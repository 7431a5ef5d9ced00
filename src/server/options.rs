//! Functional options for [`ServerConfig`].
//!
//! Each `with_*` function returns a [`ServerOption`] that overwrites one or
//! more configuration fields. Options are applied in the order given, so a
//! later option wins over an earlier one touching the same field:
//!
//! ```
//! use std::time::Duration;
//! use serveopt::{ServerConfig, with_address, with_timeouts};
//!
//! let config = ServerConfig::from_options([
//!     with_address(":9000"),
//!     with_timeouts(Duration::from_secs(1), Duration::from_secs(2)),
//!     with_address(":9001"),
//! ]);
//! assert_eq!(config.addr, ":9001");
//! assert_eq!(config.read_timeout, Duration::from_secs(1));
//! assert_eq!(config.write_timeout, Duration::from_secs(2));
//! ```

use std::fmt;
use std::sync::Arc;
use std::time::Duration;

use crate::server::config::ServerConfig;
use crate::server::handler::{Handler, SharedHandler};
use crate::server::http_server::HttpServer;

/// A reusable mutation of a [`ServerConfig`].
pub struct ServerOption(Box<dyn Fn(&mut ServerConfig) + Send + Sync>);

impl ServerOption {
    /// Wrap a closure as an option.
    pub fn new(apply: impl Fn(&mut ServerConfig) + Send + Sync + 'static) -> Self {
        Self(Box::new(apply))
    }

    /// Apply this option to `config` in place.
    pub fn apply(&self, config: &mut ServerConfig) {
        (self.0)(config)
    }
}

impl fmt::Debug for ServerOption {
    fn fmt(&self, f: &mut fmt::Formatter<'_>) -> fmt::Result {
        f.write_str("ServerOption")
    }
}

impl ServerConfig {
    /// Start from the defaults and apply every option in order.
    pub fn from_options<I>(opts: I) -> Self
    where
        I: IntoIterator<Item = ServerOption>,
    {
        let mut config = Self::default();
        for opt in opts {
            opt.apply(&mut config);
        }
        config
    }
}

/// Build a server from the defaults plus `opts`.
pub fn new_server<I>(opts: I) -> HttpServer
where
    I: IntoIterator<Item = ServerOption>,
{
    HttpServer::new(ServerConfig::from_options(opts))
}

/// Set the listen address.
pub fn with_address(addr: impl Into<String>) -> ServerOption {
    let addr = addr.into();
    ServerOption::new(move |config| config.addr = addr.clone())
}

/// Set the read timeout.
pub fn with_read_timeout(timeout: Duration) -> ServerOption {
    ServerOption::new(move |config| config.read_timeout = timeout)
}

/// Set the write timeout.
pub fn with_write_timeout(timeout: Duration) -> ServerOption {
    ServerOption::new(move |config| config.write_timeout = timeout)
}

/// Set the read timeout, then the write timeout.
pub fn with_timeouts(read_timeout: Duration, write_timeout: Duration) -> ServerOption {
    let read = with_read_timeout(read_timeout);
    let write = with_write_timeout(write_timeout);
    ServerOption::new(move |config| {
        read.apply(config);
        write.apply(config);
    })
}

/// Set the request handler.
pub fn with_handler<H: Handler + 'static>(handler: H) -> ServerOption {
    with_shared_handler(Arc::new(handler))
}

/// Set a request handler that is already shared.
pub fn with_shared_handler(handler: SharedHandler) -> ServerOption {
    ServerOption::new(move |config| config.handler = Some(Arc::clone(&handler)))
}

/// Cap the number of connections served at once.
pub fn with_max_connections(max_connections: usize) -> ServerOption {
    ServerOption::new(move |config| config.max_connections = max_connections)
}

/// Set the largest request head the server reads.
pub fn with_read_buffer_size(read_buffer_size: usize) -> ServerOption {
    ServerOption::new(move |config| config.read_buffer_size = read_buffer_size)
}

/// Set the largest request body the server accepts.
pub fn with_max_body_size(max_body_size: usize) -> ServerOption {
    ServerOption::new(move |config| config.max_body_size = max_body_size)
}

======

* [What to do]
The material above should be retyped in full, exactly as given.

* [Completed task]
repository 7431a5ef5d9ced00
filename src/server/options.rs
//! Functional options for [`ServerConfig`].
//!
//! Each `with_*` function returns a [`ServerOption`] that overwrites one or
//! more configuration fields. Options are applied in the order given, so a
//! later option wins over an earlier one touching the same field:
//!
//! ```
//! use std::time::Duration;
//! use serveopt::{ServerConfig, with_address, with_timeouts};
//!
//! let config = ServerConfig::from_options([
//!     with_address(":9000"),
//!     with_timeouts(Duration::from_secs(1), Duration::from_secs(2)),
//!     with_address(":9001"),
//! ]);
//! assert_eq!(config.addr, ":9001");
//! assert_eq!(config.read_timeout, Duration::from_secs(1));
//! assert_eq!(config.write_timeout, Duration::from_secs(2));
//! ```

use std::fmt;
use std::sync::Arc;
use std::time::Duration;

use crate::server::config::ServerConfig;
use crate::server::handler::{Handler, SharedHandler};
use crate::server::http_server::HttpServer;

/// A reusable mutation of a [`ServerConfig`].
pub struct ServerOption(Box<dyn Fn(&mut ServerConfig) + Send + Sync>);

impl ServerOption {
    /// Wrap a closure as an option.
    pub fn new(apply: impl Fn(&mut ServerConfig) + Send + Sync + 'static) -> Self {
        Self(Box::new(apply))
    }

    /// Apply this option to `config` in place.
    pub fn apply(&self, config: &mut ServerConfig) {
        (self.0)(config)
    }
}

impl fmt::Debug for ServerOption {
    fn fmt(&self, f: &mut fmt::Formatter<'_>) -> fmt::Result {
        f.write_str("ServerOption")
    }
}

impl ServerConfig {
    /// Start from the defaults and apply every option in order.
    pub fn from_options<I>(opts: I) -> Self
    where
        I: IntoIterator<Item = ServerOption>,
    {
        let mut config = Self::default();
        for opt in opts {
            opt.apply(&mut config);
        }
        config
    }
}

/// Build a server from the defaults plus `opts`.
pub fn new_server<I>(opts: I) -> HttpServer
where
    I: IntoIterator<Item = ServerOption>,
{
    HttpServer::new(ServerConfig::from_options(opts))
}

/// Set the listen address.
pub fn with_address(addr: impl Into<String>) -> ServerOption {
    let addr = addr.into();
    ServerOption::new(move |config| config.addr = addr.clone())
}

/// Set the read timeout.
pub fn with_read_timeout(timeout: Duration) -> ServerOption {
    ServerOption::new(move |config| config.read_timeout = timeout)
}

/// Set the write timeout.
pub fn with_write_timeout(timeout: Duration) -> ServerOption {
    ServerOption::new(move |config| config.write_timeout = timeout)
}

/// Set the read timeout, then the write timeout.
pub fn with_timeouts(read_timeout: Duration, write_timeout: Duration) -> ServerOption {
    let read = with_read_timeout(read_timeout);
    let write = with_write_timeout(write_timeout);
    ServerOption::new(move |config| {
        read.apply(config);
        write.apply(config);
    })
}

/// Set the request handler.
pub fn with_handler<H: Handler + 'static>(handler: H) -> ServerOption {
    with_shared_handler(Arc::new(handler))
}

/// Set a request handler that is already shared.
pub fn with_shared_handler(handler: SharedHandler) -> ServerOption {
    ServerOption::new(move |config| config.handler = Some(Arc::clone(&handler)))
}

/// Cap the number of connections served at once.
pub fn with_max_connections(max_connections: usize) -> ServerOption {
    ServerOption::new(move |config| config.max_connections = max_connections)
}

/// Set the largest request head the server reads.
pub fn with_read_buffer_size(read_buffer_size: usize) -> ServerOption {
    ServerOption::new(move |config| config.read_buffer_size = read_buffer_size)
}

/// Set the largest request body the server accepts.
pub fn with_max_body_size(max_body_size: usize) -> ServerOption {
    ServerOption::new(move |config| config.max_body_size = max_body_size)
}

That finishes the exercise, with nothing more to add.